Beneath this line are the data; copy exactly the part of them that opens with the line containing "self.with_conn(migrations::create_user_indexes)" and closes with the line containing "pub fn list_users(&self)", and only that part.

+++++

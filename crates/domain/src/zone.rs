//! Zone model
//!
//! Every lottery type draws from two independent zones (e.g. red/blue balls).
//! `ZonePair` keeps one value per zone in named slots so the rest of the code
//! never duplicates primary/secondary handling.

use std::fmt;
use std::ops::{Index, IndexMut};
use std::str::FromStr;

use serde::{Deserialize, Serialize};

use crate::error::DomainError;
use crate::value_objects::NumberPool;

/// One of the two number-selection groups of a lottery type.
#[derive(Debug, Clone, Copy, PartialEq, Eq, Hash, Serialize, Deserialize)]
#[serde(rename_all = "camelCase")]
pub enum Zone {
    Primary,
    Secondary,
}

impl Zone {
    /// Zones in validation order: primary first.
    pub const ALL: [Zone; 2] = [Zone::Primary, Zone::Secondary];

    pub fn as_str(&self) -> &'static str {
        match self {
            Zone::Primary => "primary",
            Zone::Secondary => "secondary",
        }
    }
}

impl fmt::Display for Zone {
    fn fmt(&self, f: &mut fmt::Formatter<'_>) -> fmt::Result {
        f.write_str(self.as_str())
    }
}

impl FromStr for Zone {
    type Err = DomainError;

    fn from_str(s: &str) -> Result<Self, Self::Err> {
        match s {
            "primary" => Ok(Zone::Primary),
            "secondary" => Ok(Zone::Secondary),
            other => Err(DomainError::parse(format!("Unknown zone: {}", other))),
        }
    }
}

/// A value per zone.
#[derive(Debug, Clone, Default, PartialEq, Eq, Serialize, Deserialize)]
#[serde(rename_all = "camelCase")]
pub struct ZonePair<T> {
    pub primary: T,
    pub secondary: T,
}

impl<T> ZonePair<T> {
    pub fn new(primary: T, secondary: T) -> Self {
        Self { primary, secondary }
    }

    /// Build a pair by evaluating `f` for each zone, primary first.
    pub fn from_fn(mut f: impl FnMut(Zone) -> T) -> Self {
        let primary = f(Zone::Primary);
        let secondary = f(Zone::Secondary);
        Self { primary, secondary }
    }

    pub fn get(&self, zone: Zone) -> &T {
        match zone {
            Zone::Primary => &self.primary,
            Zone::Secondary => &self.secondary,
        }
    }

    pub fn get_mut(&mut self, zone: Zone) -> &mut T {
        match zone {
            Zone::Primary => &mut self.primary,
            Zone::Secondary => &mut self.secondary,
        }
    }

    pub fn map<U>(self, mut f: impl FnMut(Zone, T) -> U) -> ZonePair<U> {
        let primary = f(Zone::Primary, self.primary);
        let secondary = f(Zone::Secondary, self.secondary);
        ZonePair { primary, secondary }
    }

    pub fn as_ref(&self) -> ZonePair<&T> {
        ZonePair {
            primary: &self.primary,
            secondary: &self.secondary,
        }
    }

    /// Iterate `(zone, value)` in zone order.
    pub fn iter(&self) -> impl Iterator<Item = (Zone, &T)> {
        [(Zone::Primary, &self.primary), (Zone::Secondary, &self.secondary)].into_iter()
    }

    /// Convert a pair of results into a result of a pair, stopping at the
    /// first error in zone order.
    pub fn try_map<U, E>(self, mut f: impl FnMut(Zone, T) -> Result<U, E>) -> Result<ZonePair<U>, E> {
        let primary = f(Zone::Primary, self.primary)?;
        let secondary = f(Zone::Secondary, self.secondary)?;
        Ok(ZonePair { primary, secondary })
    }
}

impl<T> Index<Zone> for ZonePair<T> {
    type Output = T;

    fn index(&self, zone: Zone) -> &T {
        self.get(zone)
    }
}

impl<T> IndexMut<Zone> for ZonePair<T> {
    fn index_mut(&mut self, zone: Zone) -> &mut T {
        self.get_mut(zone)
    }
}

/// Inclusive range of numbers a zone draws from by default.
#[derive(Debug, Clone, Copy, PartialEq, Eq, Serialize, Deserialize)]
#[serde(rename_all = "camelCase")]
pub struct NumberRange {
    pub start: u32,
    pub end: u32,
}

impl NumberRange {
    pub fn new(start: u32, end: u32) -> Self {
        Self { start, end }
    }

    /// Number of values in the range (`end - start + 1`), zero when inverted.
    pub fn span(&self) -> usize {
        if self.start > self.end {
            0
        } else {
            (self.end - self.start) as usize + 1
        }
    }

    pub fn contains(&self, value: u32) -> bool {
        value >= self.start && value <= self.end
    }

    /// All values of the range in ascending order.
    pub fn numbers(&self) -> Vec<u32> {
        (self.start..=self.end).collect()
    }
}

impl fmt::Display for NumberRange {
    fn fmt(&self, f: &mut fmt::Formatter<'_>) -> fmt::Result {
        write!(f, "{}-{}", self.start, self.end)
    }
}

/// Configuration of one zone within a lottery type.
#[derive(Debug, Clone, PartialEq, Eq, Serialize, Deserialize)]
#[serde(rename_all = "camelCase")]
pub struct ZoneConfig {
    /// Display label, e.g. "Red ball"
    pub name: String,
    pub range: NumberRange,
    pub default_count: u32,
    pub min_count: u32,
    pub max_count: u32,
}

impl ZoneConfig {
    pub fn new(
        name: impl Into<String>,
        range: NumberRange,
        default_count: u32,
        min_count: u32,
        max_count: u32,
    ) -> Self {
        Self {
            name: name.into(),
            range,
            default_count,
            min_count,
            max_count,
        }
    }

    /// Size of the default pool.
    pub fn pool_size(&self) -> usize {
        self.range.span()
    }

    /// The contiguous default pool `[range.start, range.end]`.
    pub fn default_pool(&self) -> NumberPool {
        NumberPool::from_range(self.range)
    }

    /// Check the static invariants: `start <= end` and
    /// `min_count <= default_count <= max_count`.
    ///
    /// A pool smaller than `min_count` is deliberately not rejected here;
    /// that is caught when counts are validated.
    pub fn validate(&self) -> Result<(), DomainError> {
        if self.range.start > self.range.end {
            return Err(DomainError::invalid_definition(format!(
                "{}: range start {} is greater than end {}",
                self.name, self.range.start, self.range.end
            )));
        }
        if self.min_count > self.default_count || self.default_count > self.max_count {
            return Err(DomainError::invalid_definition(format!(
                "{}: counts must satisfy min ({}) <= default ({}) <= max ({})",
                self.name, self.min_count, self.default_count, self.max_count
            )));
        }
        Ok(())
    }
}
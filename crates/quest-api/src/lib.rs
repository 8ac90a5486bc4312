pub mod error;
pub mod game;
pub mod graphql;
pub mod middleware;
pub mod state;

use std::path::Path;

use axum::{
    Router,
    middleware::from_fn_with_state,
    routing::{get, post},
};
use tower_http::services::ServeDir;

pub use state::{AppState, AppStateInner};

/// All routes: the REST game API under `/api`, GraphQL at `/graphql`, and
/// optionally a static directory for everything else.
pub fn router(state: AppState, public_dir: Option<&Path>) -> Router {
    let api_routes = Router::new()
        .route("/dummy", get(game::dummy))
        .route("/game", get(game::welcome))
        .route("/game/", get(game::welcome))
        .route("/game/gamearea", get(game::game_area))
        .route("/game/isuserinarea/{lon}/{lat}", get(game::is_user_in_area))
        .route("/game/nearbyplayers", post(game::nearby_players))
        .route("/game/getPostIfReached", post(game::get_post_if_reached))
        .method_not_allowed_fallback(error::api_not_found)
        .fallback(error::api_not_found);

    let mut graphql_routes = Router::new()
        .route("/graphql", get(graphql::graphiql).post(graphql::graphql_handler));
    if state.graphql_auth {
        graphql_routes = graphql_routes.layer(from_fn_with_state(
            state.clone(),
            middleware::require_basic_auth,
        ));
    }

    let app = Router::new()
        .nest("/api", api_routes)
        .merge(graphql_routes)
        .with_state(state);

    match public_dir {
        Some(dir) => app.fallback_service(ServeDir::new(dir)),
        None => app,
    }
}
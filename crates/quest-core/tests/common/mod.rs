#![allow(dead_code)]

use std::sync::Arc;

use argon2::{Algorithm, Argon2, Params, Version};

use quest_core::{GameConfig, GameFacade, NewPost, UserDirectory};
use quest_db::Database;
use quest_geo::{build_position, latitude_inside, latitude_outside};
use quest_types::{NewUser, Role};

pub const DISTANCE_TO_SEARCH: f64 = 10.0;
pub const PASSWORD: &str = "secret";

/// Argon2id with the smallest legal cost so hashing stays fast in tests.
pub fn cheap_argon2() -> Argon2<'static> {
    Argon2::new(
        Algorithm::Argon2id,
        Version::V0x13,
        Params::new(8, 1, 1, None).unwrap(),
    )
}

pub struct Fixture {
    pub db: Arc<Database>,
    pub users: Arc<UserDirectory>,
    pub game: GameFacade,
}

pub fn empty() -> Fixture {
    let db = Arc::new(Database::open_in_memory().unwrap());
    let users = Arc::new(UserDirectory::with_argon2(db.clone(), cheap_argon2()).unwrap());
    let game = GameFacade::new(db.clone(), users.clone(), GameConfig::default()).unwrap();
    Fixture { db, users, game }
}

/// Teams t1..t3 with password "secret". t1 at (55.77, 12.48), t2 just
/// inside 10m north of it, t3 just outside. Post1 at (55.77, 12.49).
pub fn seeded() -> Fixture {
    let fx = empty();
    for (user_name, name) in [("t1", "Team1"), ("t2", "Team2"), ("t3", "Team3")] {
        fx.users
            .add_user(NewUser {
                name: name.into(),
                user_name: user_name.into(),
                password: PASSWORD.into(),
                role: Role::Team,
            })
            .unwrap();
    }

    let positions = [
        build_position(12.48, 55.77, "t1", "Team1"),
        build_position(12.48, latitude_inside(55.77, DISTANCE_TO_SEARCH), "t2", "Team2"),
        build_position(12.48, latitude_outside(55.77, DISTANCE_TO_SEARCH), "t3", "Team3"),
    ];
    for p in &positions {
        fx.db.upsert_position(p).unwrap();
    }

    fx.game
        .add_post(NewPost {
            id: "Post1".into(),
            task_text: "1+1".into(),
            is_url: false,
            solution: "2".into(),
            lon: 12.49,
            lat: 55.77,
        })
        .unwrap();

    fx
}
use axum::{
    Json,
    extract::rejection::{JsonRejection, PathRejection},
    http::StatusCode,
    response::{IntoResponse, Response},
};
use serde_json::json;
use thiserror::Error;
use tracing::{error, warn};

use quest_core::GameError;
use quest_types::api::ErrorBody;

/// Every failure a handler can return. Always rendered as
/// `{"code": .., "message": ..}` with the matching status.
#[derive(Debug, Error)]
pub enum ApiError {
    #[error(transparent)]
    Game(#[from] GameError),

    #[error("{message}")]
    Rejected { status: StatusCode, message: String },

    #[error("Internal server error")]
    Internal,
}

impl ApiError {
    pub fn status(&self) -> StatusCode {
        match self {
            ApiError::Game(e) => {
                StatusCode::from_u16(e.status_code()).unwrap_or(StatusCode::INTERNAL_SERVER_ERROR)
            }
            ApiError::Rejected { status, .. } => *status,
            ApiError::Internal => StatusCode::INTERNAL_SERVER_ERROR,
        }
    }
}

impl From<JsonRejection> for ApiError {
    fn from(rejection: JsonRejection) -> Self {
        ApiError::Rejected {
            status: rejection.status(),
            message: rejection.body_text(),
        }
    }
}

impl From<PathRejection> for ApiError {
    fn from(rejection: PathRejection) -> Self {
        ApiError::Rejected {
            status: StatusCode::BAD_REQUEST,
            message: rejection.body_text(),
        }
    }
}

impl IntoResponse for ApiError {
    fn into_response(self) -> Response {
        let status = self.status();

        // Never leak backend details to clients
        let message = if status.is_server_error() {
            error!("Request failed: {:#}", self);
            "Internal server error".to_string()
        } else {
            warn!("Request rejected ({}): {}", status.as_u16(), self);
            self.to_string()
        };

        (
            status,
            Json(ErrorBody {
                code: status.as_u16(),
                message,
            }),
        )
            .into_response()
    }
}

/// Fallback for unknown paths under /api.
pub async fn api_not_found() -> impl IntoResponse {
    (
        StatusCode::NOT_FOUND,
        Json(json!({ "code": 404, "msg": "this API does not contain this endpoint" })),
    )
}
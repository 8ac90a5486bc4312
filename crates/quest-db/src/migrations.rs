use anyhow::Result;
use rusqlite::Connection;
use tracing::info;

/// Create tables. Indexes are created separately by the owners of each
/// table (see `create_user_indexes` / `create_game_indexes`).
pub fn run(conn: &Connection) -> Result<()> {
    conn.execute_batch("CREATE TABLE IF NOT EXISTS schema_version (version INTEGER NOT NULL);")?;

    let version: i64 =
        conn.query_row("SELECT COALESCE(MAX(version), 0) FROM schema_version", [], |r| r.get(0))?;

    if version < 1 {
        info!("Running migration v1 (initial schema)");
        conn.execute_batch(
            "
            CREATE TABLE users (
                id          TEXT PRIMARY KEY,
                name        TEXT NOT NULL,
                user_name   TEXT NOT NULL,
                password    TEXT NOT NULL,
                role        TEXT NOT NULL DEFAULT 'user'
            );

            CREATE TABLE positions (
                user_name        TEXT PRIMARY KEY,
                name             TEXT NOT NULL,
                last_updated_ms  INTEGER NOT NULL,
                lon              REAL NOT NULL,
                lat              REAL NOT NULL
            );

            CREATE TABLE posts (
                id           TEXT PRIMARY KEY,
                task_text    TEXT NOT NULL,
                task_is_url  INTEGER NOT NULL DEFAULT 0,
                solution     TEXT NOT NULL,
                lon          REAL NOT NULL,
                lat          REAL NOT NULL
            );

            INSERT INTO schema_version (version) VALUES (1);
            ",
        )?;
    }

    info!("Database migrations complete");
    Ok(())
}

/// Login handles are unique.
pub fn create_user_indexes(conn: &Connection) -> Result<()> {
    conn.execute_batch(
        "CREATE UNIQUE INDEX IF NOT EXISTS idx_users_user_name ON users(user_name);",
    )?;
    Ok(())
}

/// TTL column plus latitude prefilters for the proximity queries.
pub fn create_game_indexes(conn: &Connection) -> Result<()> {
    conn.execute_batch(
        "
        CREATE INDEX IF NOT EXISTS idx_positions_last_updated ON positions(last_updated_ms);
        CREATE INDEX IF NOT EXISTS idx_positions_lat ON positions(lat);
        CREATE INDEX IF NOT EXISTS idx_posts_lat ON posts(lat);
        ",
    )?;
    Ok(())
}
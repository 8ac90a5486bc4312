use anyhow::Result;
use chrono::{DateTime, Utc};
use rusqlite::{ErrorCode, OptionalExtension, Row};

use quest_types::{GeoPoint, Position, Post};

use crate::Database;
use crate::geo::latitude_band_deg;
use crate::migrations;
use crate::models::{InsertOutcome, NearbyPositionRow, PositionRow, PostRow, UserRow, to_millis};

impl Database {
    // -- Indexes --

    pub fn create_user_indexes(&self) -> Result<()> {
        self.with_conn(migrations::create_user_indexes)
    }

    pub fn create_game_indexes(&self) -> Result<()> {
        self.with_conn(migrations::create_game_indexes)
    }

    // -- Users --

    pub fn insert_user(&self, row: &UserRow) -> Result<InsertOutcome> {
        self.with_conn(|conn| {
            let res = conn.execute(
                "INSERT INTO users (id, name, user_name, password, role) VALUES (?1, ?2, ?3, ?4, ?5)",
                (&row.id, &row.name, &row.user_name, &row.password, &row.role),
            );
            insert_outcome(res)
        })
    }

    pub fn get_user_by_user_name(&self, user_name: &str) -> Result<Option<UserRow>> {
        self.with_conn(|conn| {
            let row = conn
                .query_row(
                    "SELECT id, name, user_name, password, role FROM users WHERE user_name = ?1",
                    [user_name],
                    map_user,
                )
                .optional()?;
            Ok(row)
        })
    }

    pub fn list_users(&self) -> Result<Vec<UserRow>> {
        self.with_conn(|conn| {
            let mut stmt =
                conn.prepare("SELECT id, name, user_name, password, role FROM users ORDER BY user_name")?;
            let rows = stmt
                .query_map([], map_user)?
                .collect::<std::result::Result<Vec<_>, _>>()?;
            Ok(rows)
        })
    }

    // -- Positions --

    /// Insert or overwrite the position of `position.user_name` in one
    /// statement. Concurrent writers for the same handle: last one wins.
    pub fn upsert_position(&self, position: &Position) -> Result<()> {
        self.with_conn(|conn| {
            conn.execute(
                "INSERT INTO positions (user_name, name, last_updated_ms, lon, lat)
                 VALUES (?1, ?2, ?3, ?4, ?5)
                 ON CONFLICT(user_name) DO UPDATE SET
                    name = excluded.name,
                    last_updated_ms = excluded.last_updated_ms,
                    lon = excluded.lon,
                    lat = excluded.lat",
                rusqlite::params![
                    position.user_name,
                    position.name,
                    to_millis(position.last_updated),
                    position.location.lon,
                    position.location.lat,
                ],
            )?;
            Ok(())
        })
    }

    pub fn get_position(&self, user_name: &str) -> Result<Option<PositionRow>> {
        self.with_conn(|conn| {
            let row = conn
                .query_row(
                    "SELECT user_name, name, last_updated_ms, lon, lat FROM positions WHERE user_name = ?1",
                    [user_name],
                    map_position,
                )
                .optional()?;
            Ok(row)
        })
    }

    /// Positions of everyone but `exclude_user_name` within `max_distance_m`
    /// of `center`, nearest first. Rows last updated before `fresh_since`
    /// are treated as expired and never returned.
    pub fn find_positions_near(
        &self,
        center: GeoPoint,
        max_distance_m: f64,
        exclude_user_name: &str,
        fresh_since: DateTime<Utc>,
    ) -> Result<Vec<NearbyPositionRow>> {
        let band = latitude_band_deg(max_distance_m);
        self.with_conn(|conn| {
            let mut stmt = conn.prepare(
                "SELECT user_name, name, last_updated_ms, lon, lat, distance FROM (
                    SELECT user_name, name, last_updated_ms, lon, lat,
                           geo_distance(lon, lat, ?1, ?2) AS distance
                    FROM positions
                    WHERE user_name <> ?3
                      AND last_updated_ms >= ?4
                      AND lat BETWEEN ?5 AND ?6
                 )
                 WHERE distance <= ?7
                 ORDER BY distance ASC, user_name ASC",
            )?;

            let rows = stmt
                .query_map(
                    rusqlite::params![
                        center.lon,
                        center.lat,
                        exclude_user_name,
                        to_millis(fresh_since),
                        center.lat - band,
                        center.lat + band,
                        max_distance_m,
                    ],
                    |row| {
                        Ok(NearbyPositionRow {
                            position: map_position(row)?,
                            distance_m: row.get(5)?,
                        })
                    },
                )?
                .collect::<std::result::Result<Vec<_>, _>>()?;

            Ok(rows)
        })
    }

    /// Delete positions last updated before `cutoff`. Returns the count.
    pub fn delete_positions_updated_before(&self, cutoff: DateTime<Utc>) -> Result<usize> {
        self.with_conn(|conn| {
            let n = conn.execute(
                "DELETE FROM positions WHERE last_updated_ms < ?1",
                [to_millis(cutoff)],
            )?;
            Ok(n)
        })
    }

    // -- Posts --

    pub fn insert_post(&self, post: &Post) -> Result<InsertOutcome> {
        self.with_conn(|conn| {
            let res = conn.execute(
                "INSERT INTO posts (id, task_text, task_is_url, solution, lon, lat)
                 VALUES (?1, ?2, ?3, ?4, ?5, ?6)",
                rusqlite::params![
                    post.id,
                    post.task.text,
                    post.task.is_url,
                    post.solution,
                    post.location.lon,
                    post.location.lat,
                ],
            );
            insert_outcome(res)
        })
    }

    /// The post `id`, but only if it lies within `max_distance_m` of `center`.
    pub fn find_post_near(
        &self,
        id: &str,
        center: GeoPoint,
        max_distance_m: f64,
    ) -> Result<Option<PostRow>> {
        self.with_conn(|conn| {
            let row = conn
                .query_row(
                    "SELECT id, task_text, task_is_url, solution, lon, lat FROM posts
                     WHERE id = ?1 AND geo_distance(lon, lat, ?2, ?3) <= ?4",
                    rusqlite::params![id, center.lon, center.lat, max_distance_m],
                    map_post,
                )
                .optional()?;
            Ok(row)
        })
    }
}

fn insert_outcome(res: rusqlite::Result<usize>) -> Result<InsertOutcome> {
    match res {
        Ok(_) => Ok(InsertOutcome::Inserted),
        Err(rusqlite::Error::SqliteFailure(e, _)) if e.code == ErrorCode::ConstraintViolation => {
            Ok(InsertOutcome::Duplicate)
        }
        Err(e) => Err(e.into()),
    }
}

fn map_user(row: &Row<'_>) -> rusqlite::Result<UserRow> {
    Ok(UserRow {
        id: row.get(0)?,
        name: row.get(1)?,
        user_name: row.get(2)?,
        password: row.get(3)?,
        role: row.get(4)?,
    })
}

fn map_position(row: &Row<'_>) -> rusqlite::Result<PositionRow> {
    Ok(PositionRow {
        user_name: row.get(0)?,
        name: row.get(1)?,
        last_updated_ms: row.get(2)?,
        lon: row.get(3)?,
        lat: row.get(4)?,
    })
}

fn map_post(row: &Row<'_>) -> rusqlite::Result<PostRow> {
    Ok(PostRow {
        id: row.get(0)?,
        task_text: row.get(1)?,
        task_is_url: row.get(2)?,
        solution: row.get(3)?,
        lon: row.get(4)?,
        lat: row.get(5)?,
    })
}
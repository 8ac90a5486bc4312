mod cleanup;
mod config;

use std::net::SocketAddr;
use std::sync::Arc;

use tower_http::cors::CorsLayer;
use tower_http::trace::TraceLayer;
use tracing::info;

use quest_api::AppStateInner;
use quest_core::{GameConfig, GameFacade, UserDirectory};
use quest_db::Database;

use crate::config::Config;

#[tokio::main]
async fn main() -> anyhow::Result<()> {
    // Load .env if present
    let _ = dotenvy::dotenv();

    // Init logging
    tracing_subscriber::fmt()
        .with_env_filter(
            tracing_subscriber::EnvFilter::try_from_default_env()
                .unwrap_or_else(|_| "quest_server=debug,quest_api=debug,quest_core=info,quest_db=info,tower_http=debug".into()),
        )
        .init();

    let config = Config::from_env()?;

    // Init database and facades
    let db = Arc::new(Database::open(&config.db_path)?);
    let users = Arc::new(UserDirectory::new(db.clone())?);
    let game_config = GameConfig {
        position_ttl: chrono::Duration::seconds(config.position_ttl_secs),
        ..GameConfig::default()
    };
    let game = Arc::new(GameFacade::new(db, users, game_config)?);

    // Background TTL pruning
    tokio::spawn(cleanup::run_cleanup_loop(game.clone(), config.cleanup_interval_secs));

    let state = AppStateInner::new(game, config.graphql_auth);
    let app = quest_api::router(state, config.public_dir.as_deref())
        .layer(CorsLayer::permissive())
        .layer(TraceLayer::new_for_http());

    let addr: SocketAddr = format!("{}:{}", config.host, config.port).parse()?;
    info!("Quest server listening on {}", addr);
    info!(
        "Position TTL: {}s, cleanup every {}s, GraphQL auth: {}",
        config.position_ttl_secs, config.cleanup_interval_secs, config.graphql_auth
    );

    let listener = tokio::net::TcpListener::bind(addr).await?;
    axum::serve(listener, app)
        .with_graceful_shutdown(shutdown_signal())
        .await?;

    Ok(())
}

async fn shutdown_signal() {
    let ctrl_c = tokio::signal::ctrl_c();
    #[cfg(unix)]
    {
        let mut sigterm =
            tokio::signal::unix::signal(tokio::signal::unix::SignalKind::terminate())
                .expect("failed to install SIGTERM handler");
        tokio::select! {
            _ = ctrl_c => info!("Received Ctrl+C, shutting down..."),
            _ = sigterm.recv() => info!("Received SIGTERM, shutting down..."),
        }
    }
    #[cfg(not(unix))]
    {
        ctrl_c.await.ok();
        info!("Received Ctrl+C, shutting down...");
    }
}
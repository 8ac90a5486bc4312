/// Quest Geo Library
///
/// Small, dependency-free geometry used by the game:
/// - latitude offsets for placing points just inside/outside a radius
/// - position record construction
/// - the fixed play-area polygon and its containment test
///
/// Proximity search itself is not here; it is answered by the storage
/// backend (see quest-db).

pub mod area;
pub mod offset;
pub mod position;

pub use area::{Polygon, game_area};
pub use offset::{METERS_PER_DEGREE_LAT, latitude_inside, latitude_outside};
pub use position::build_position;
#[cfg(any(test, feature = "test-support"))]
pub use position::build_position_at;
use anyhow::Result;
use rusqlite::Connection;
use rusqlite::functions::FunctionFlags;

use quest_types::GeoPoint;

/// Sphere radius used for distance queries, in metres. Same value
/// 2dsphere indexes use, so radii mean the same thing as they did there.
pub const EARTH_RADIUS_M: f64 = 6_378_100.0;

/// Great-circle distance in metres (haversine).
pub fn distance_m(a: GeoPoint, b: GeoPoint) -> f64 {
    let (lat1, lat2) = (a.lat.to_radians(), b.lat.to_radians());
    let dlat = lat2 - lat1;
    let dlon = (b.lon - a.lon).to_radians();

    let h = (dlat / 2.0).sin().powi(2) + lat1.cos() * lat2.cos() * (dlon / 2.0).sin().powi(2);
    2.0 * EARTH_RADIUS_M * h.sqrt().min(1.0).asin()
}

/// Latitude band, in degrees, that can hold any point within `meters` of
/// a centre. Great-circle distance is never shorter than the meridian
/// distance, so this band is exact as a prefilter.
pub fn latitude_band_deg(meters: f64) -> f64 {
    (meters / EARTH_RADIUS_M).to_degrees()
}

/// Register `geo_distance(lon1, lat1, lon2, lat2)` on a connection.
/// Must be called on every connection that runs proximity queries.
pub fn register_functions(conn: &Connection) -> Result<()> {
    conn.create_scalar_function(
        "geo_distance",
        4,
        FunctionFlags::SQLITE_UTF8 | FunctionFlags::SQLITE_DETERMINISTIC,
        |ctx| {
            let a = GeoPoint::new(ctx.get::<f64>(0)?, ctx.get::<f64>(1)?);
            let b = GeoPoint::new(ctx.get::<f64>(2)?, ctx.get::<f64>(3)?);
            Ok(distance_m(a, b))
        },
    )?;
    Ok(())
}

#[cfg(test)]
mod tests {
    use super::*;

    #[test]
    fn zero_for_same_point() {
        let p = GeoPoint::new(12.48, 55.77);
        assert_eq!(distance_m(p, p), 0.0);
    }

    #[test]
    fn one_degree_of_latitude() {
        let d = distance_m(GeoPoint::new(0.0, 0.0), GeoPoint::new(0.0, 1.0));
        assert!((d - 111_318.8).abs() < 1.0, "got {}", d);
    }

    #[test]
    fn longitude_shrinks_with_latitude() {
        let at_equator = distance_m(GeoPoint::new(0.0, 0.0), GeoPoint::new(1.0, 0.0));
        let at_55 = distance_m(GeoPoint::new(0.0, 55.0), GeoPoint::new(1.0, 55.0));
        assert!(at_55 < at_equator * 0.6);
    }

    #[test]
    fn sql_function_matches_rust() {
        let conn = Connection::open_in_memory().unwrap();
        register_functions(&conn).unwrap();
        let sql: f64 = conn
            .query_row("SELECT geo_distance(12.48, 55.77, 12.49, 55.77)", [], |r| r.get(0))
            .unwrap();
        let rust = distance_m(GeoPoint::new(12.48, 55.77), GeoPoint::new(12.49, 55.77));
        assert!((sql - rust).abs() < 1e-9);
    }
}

+++++

- [Response box]
        self.with_conn(migrations::create_user_indexes)
    }

    pub fn create_game_indexes(&self) -> Result<()> {
        self.with_conn(migrations::create_game_indexes)
    }

    // -- Users --

    pub fn insert_user(&self, row: &UserRow) -> Result<InsertOutcome> {
        self.with_conn(|conn| {
            let res = conn.execute(
                "INSERT INTO users (id, name, user_name, password, role) VALUES (?1, ?2, ?3, ?4, ?5)",
                (&row.id, &row.name, &row.user_name, &row.password, &row.role),
            );
            insert_outcome(res)
        })
    }

    pub fn get_user_by_user_name(&self, user_name: &str) -> Result<Option<UserRow>> {
        self.with_conn(|conn| {
            let row = conn
                .query_row(
                    "SELECT id, name, user_name, password, role FROM users WHERE user_name = ?1",
                    [user_name],
                    map_user,
                )
                .optional()?;
            Ok(row)
        })
    }

    pub fn list_users(&self) -> Result<Vec<UserRow>> {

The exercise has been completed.